Une oeuvre de collaboration est un ouvrage qui contient deux ou plusieurs parties écrites par plusieurs auteurs. Ce type d'ouvrages est en général mal indexé.
Les livres contiennent beaucoup de parties qui ne sont pas pleinement représentées à travers les points d'accès des catalogues. Pourtant, souvent ces parties sont succinctement décrites dans les tables des matières. Identifier ces parties devrait fournir un point d'accès supplémentaire à l'information [15][18].
Sur un corpus de 4 098 de livres, Hoffmann [9] indique qu'approximativement un livre sur cinq est une oeuvre de collaboration.
Comme ces études concernent soit des bibliothèques publiques, soit des bibliothèques universitaires, nous avons voulu connaître le pourcentage d'oeuvres de collaboration dans une bibliothèque spécialisée comme celle de l'ENSSIB.
Nous avons analysé 420 livres concernant les domaines de l'informatique documentaire et celui de l'économie de l'information.
Nous avons trouvé que 109 livres sont écrits par plusieurs auteurs (soit presque 26% de l'échantillon).
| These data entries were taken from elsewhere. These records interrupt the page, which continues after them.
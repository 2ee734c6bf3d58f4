//! pmatch-test: Test domain for conformance testing
//!
//! Provides small caller-defined subject types and named predicates and
//! projections over them. This is the reference extension that
//! demonstrates how to plug custom types into pmatch.
//!
//! # Example
//!
//! ```
//! use pmatch_test::prelude::*;
//!
//! let subject = Point::value(3, 4);
//! let pattern = Pattern::downcast::<Point>(Pattern::app(pmatch_test::point_x, 3));
//!
//! assert!(pattern.is_match(&subject));
//! assert!(!pattern.is_match(&Value::from((3, 4))));
//! ```

use pmatch::prelude::*;
use std::any::Any;
use std::sync::Arc;

#[cfg(feature = "fixtures")]
pub mod fixture;

/// A point on the plane: the test domain's product type.
#[derive(Debug, Clone, Copy, PartialEq, Eq)]
pub struct Point {
    /// Horizontal coordinate.
    pub x: i64,
    /// Vertical coordinate.
    pub y: i64,
}

impl Point {
    /// Create a point.
    #[must_use]
    pub fn new(x: i64, y: i64) -> Self {
        Self { x, y }
    }

    /// Create a point wrapped as a [`Value`].
    #[must_use]
    pub fn value(x: i64, y: i64) -> Value {
        Value::Custom(Arc::new(Self::new(x, y)))
    }
}

impl CustomValue for Point {
    fn custom_type_name(&self) -> &'static str {
        "point"
    }

    fn as_any(&self) -> &dyn Any {
        self
    }

    fn eq_custom(&self, other: &dyn CustomValue) -> bool {
        other.as_any().downcast_ref::<Self>() == Some(self)
    }
}

/// A figure on the plane: the test domain's closed sum type.
#[derive(Debug, Clone, PartialEq, Eq)]
pub enum Figure {
    /// A circle around `center`.
    Circle {
        /// Center point.
        center: Point,
        /// Radius.
        radius: i64,
    },
    /// A straight line between two points.
    Line {
        /// Start point.
        from: Point,
        /// End point.
        to: Point,
    },
}

impl Figure {
    /// Wrap as a [`Value`].
    #[must_use]
    pub fn into_value(self) -> Value {
        Value::Custom(Arc::new(self))
    }
}

impl CustomValue for Figure {
    fn custom_type_name(&self) -> &'static str {
        "figure"
    }

    fn as_any(&self) -> &dyn Any {
        self
    }

    fn eq_custom(&self, other: &dyn CustomValue) -> bool {
        other.as_any().downcast_ref::<Self>() == Some(self)
    }
}

/// `x` of a [`Point`], or the absent value.
#[must_use]
pub fn point_x(value: &Value) -> Value {
    value
        .downcast_ref::<Point>()
        .map_or(Value::None, |p| Value::Int(p.x))
}

/// `y` of a [`Point`], or the absent value.
#[must_use]
pub fn point_y(value: &Value) -> Value {
    value
        .downcast_ref::<Point>()
        .map_or(Value::None, |p| Value::Int(p.y))
}

/// The center of a circle, or the absent value.
#[must_use]
pub fn circle_center(value: &Value) -> Value {
    match value.downcast_ref::<Figure>() {
        Some(Figure::Circle { center, .. }) => Value::Custom(Arc::new(*center)),
        _ => Value::None,
    }
}

/// The radius of a circle, or the absent value.
#[must_use]
pub fn circle_radius(value: &Value) -> Value {
    match value.downcast_ref::<Figure>() {
        Some(Figure::Circle { radius, .. }) => Value::Int(*radius),
        _ => Value::None,
    }
}

/// The endpoints of a line as a pair, or the absent value.
#[must_use]
pub fn line_endpoints(value: &Value) -> Value {
    match value.downcast_ref::<Figure>() {
        Some(Figure::Line { from, to }) => Value::Tuple(vec![
            Value::Custom(Arc::new(*from)),
            Value::Custom(Arc::new(*to)),
        ]),
        _ => Value::None,
    }
}

/// The characters of a string as a tuple, or the absent value.
///
/// Lets segment patterns scan strings.
#[must_use]
pub fn chars(value: &Value) -> Value {
    value.as_str().map_or(Value::None, |s| Value::tuple(s.chars()))
}

/// Prelude for convenient imports.
pub mod prelude {
    pub use super::{Figure, Point};
    pub use pmatch::prelude::*;
}

/// Register the test domain's predicates and projections, on top of
/// [`register_core`](pmatch::register_core).
///
/// | Name | Kind |
/// |------|------|
/// | `point`, `figure` | type predicates |
/// | `digit` | predicate: an ASCII digit `char` |
/// | `x`, `y` | projections of a [`Point`] |
/// | `center`, `radius` | projections of a circle |
/// | `endpoints` | projection of a line |
/// | `chars` | projection: string to tuple of chars |
#[cfg(feature = "registry")]
#[must_use]
pub fn register(builder: pmatch::RegistryBuilder) -> pmatch::RegistryBuilder {
    pmatch::register_core(builder)
        .predicate("point", pmatch::TypeMatcher::<Point>::new())
        .predicate("figure", pmatch::TypeMatcher::<Figure>::new())
        .predicate_fn("digit", |v| v.as_char().is_some_and(|c| c.is_ascii_digit()))
        .projection_fn("x", point_x)
        .projection_fn("y", point_y)
        .projection_fn("center", circle_center)
        .projection_fn("radius", circle_radius)
        .projection_fn("endpoints", line_endpoints)
        .projection_fn("chars", chars)
}

#[cfg(test)]
mod tests {
    use super::*;

    #[test]
    fn points_compare_structurally() {
        assert_eq!(Point::value(1, 2), Point::value(1, 2));
        assert_ne!(Point::value(1, 2), Point::value(2, 1));
        assert_ne!(Point::value(1, 2), Value::from((1, 2)));
    }

    #[test]
    fn projections_of_the_wrong_type_are_absent() {
        assert_eq!(point_x(&Point::value(3, 4)), Value::from(3));
        assert_eq!(point_x(&Value::from(3)), Value::None);

        let line = Figure::Line {
            from: Point::new(0, 0),
            to: Point::new(1, 1),
        }
        .into_value();
        assert_eq!(circle_radius(&line), Value::None);
        assert_eq!(
            line_endpoints(&line),
            Value::Tuple(vec![Point::value(0, 0), Point::value(1, 1)])
        );
    }

    #[test]
    fn chars_of_a_string() {
        assert_eq!(chars(&Value::from("ab")), Value::from(('a', 'b')));
        assert_eq!(chars(&Value::from(1)), Value::None);
    }

    #[test]
    fn nested_custom_patterns() {
        let r = Capture::new("r");
        let circle_at_origin = Pattern::downcast::<Figure>(Pattern::and([
            Pattern::app(circle_center, Pattern::literal(Point::value(0, 0))),
            Pattern::app(circle_radius, &r),
        ]));

        let unit = Figure::Circle {
            center: Point::new(0, 0),
            radius: 1,
        }
        .into_value();
        let bindings = matches(&unit, &circle_at_origin).unwrap();
        assert_eq!(bindings[&r], Value::from(1));

        let moved = Figure::Circle {
            center: Point::new(1, 0),
            radius: 1,
        }
        .into_value();
        assert!(matches(&moved, &circle_at_origin).is_none());
    }

    #[cfg(feature = "registry")]
    #[test]
    fn register_adds_domain_names() {
        let registry = register(pmatch::RegistryBuilder::new()).build();
        assert!(registry.contains_predicate("even"));
        assert!(registry.contains_predicate("digit"));
        assert!(registry.contains_projection("chars"));
        assert!(registry.contains_projection("len"));
    }
}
Le nombre moyen de parties par document est 18.
Certains auteurs signalent que divers éléments, tels que la langue de publication, la date de publication, la politique d'acquisition suivie, influent sur le nombre d'oeuvres de collaboration.
En tenant compte de ces critères, on peut penser que le nombre moyen d'oeuvres de collaboration dans une collection varie de 12 à 20 %.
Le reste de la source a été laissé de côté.